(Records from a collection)
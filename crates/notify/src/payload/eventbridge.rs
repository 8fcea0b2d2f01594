// Copyright 2024 RustFS Team
//
// Licensed under the Apache License, Version 2.0 (the "License");
// you may not use this file except in compliance with the License.
// You may obtain a copy of the License at
//
//     http://www.apache.org/licenses/LICENSE-2.0
//
// Unless required by applicable law or agreed to in writing, software
// distributed under the License is distributed on an "AS IS" BASIS,
// WITHOUT WARRANTIES OR CONDITIONS OF ANY KIND, either express or implied.
// See the License for the specific language governing permissions and
// limitations under the License.

use super::PayloadOptions;
use crate::event::{EventContext, EventName};
use crate::utils::timestamp_millis;
use s3notify_config::notify::{
    DEFAULT_SOURCE_IP, EVENTBRIDGE_DETAIL_VERSION, EVENTBRIDGE_REQUESTER, EVENTBRIDGE_SEQUENCER, EVENTBRIDGE_SOURCE,
    NULL_VERSION_ID,
};
use s3notify_targets::{PutEventsEntry, s3_bucket_arn};
use serde::Serialize;

#[derive(Debug, Clone, PartialEq, Eq, Serialize)]
pub struct DetailBucket {
    pub name: String,
}

#[derive(Debug, Clone, PartialEq, Eq, Serialize)]
#[serde(rename_all = "kebab-case")]
pub struct DetailObject {
    pub key: String,
    #[serde(skip_serializing_if = "Option::is_none")]
    pub size: Option<u64>,
    #[serde(skip_serializing_if = "Option::is_none")]
    pub etag: Option<String>,
    #[serde(skip_serializing_if = "Option::is_none")]
    pub sequencer: Option<String>,
    #[serde(skip_serializing_if = "Option::is_none")]
    pub version_id: Option<String>,
}

/// `Detail` of an S3 event-bus entry.
#[derive(Debug, Clone, PartialEq, Eq, Serialize)]
#[serde(rename_all = "kebab-case")]
pub struct EventBridgeDetail {
    pub version: String,
    pub bucket: DetailBucket,
    pub object: DetailObject,
    pub request_id: String,
    pub requester: String,
    #[serde(skip_serializing_if = "Option::is_none")]
    pub source_ip_address: Option<String>,
    #[serde(skip_serializing_if = "Option::is_none")]
    pub reason: Option<String>,
    #[serde(skip_serializing_if = "Option::is_none")]
    pub deletion_type: Option<String>,
    /// Present for restore events, `null` when the object has no storage class
    #[serde(skip_serializing_if = "Option::is_none")]
    pub source_storage_class: Option<Option<String>>,
    #[serde(skip_serializing_if = "Option::is_none")]
    pub restore_expiry_time: Option<String>,
}

/// Builds the event-bus entry for `ctx`.
///
/// The detail type and the detail members depend on the event:
/// removals drop the size (and the ETag unless a delete marker was created),
/// ACL changes drop size and sequencer, restores drop the sequencer and a
/// completed restore is stamped after its initiation.
pub fn build_eventbridge_entry(ctx: &EventContext, options: &PayloadOptions) -> Result<PutEventsEntry, serde_json::Error> {
    let mut time = ctx.event_time;
    let mut detail = EventBridgeDetail {
        version: EVENTBRIDGE_DETAIL_VERSION.to_string(),
        bucket: DetailBucket {
            name: ctx.bucket_name.clone(),
        },
        object: DetailObject {
            key: ctx.key_name.clone(),
            size: Some(ctx.key_size),
            etag: Some(ctx.key_etag.clone()),
            sequencer: Some(EVENTBRIDGE_SEQUENCER.to_string()),
            version_id: ctx
                .key_version_id
                .as_ref()
                .filter(|v| !v.is_empty() && v.as_str() != NULL_VERSION_ID)
                .cloned(),
        },
        request_id: ctx.request_id.clone(),
        requester: EVENTBRIDGE_REQUESTER.to_string(),
        source_ip_address: Some(DEFAULT_SOURCE_IP.to_string()),
        reason: None,
        deletion_type: None,
        source_storage_class: None,
        restore_expiry_time: None,
    };

    let detail_type = match ctx.event_type {
        EventName::ObjectCreatedPut | EventName::ObjectCreatedPost | EventName::ObjectCreatedCopy => {
            detail.reason = Some(format!("{}Object", ctx.event_type.action()));
            "Object Created"
        }
        EventName::ObjectCreatedCompleteMultipartUpload => {
            detail.reason = Some(ctx.event_type.as_str().to_string());
            "Object Created"
        }
        EventName::ObjectRemovedDelete => {
            detail.reason = Some("DeleteObject".to_string());
            detail.deletion_type = Some("Permanently Deleted".to_string());
            detail.object.etag = None;
            detail.object.size = None;
            "Object Deleted"
        }
        EventName::ObjectRemovedDeleteMarkerCreated => {
            detail.reason = Some("DeleteObject".to_string());
            detail.deletion_type = Some("Delete Marker Created".to_string());
            detail.object.size = None;
            "Object Deleted"
        }
        EventName::ObjectTaggingPut => "Object Tags Added",
        EventName::ObjectTaggingDelete => "Object Tags Deleted",
        EventName::ObjectAclPut => {
            detail.object.size = None;
            detail.object.sequencer = None;
            "Object ACL Updated"
        }
        EventName::ObjectRestorePost => {
            detail.source_storage_class = Some(ctx.key_storage_class.clone());
            detail.object.sequencer = None;
            "Object Restore Initiated"
        }
        EventName::ObjectRestoreCompleted => {
            detail.source_storage_class = Some(ctx.key_storage_class.clone());
            detail.object.sequencer = None;
            let expiry = ctx.key_expiry.unwrap_or(ctx.event_time);
            detail.restore_expiry_time = Some(timestamp_millis(&expiry));
            detail.source_ip_address = None;
            time += options.eventbridge_restore_offset;
            "Object Restore Completed"
        }
    };

    Ok(PutEventsEntry {
        source: EVENTBRIDGE_SOURCE.to_string(),
        resources: vec![s3_bucket_arn(&ctx.bucket_name, &ctx.region)],
        detail_type: detail_type.to_string(),
        detail: serde_json::to_string(&detail)?,
        time,
        trace_header: ctx.trace_id.clone(),
    })
}

#[cfg(test)]
mod tests {
    use super::*;
    use chrono::{TimeDelta, TimeZone, Utc};
    use serde_json::{Value, json};

    fn context(event_type: EventName) -> EventContext {
        EventContext {
            request_id: "req-1".to_string(),
            trace_id: None,
            event_type,
            event_time: Utc.with_ymd_and_hms(2024, 1, 2, 3, 4, 5).unwrap(),
            account_id: "000000000000".to_string(),
            region: "cn-north-1".to_string(),
            bucket_name: "bucket".to_string(),
            bucket_location: "cn-north-1".to_string(),
            bucket_account_id: "000000000000".to_string(),
            caller_account_id: "000000000000".to_string(),
            key_name: "key".to_string(),
            key_etag: "etag".to_string(),
            key_size: 7,
            key_version_id: None,
            key_expiry: None,
            key_storage_class: Some("GLACIER".to_string()),
        }
    }

    fn build(ctx: &EventContext) -> (PutEventsEntry, Value) {
        let entry = build_eventbridge_entry(ctx, &PayloadOptions::default()).unwrap();
        let detail = serde_json::from_str(&entry.detail).unwrap();
        (entry, detail)
    }

    #[test]
    fn test_created_entry() {
        let (entry, detail) = build(&context(EventName::ObjectCreatedPut));
        assert_eq!(entry.source, "aws.s3");
        assert_eq!(entry.resources, vec!["arn:aws-cn:s3:::bucket".to_string()]);
        assert_eq!(entry.detail_type, "Object Created");
        assert_eq!(entry.trace_header, None);
        assert_eq!(
            detail,
            json!({
                "version": "0",
                "bucket": {"name": "bucket"},
                "object": {"key": "key", "size": 7, "etag": "etag", "sequencer": "0062E99A88DC407460"},
                "request-id": "req-1",
                "requester": "074255357339",
                "source-ip-address": "127.0.0.1",
                "reason": "PutObject"
            })
        );
    }

    #[test]
    fn test_created_reason() {
        assert_eq!(build(&context(EventName::ObjectCreatedCopy)).1["reason"], "CopyObject");
        assert_eq!(build(&context(EventName::ObjectCreatedPost)).1["reason"], "PostObject");
        assert_eq!(
            build(&context(EventName::ObjectCreatedCompleteMultipartUpload)).1["reason"],
            "s3:ObjectCreated:CompleteMultipartUpload"
        );
    }

    #[test]
    fn test_removed_entries() {
        let (entry, detail) = build(&context(EventName::ObjectRemovedDelete));
        assert_eq!(entry.detail_type, "Object Deleted");
        assert_eq!(detail["reason"], "DeleteObject");
        assert_eq!(detail["deletion-type"], "Permanently Deleted");
        assert_eq!(detail["object"], json!({"key": "key", "sequencer": "0062E99A88DC407460"}));

        let (_, detail) = build(&context(EventName::ObjectRemovedDeleteMarkerCreated));
        assert_eq!(detail["deletion-type"], "Delete Marker Created");
        assert_eq!(detail["object"]["etag"], "etag");
        assert!(detail["object"].get("size").is_none());
    }

    #[test]
    fn test_tagging_and_acl_entries() {
        assert_eq!(build(&context(EventName::ObjectTaggingPut)).0.detail_type, "Object Tags Added");
        assert_eq!(build(&context(EventName::ObjectTaggingDelete)).0.detail_type, "Object Tags Deleted");

        let (entry, detail) = build(&context(EventName::ObjectAclPut));
        assert_eq!(entry.detail_type, "Object ACL Updated");
        assert_eq!(detail["object"], json!({"key": "key", "etag": "etag"}));
        assert!(detail.get("reason").is_none());
    }

    #[test]
    fn test_restore_initiated_entry() {
        let ctx = context(EventName::ObjectRestorePost);
        let (entry, detail) = build(&ctx);
        assert_eq!(entry.detail_type, "Object Restore Initiated");
        assert_eq!(entry.time, ctx.event_time);
        assert_eq!(detail["source-storage-class"], "GLACIER");
        assert_eq!(detail["source-ip-address"], "127.0.0.1");
        assert!(detail["object"].get("sequencer").is_none());
    }

    #[test]
    fn test_restore_completed_entry() {
        let mut ctx = context(EventName::ObjectRestoreCompleted);
        ctx.key_expiry = Some(Utc.with_ymd_and_hms(2024, 2, 1, 0, 0, 0).unwrap());
        ctx.key_storage_class = None;
        let (entry, detail) = build(&ctx);
        assert_eq!(entry.detail_type, "Object Restore Completed");
        assert_eq!(entry.time, ctx.event_time + TimeDelta::seconds(1));
        assert!(detail.get("source-ip-address").is_none());
        assert_eq!(detail["source-storage-class"], Value::Null);
        assert_eq!(detail["restore-expiry-time"], "2024-02-01T00:00:00.000Z");
    }

    #[test]
    fn test_version_and_trace_header() {
        let mut ctx = context(EventName::ObjectCreatedPut);
        ctx.key_version_id = Some("v2".to_string());
        ctx.trace_id = Some("Root=1-5759e988-bd862e3fe1be46a994272793".to_string());
        let (entry, detail) = build(&ctx);
        assert_eq!(detail["object"]["version-id"], "v2");
        assert_eq!(entry.trace_header.as_deref(), Some("Root=1-5759e988-bd862e3fe1be46a994272793"));
    }

    #[test]
    fn test_detail_field_order() {
        let entry = build_eventbridge_entry(&context(EventName::ObjectRemovedDelete), &PayloadOptions::default()).unwrap();
        assert!(entry.detail.starts_with(r#"{"version":"0","bucket":{"name":"bucket"},"object":{"key":"key""#));
        assert!(entry.detail.ends_with(r#""reason":"DeleteObject","deletion-type":"Permanently Deleted"}"#));
    }
}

### Activity
The lines needed are those in the data above that hold the string "ObjectCreatedCompleteMultipartUpload"; copy each of them.

### Answer for the task
        EventName::ObjectCreatedCompleteMultipartUpload => {
            build(&context(EventName::ObjectCreatedCompleteMultipartUpload)).1["reason"],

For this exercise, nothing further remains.